ENCODE ChIP-seq Pipeline

When to Use

User wants to run a ChIP-seq processing pipeline from FASTQ to peaks and signal tracks
User asks about "ChIP-seq pipeline", "MACS2", "peak calling", "BWA alignment for ChIP", or "IDR"
User needs to process histone or TF ChIP-seq data following ENCODE standards
Example queries: "process my ChIP-seq FASTQs", "run the ENCODE ChIP-seq pipeline", "call peaks from ChIP-seq with MACS2 and IDR"
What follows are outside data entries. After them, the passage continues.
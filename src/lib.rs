pub mod application;
pub mod bootstrap;
pub mod config;
pub mod domain;
pub mod infrastructure;

pub use application::orchestrator::Orchestrator;
pub use application::result::{ErrorKind, OrchestrationResult, Payload};
pub use application::services::LipsyncVariant;
pub use bootstrap::build_orchestrator;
Execute the ENCODE ChIP-seq processing pipeline from raw FASTQ files through peak calling, IDR analysis, and signal track generation. This skill provides a complete Nextflow DSL2 implementation following ENCODE uniform analysis standards.

Overview

The ENCODE ChIP-seq pipeline processes chromatin immunoprecipitation sequencing data through a series of well-defined stages: quality control, adapter trimming, alignment to a reference genome, filtering and deduplication, peak calling with MACS2, replicate consistency analysis via IDR, and signal track generation. Each stage is parameterized according to ENCODE standards and produces QC metrics for comprehensive quality assessment.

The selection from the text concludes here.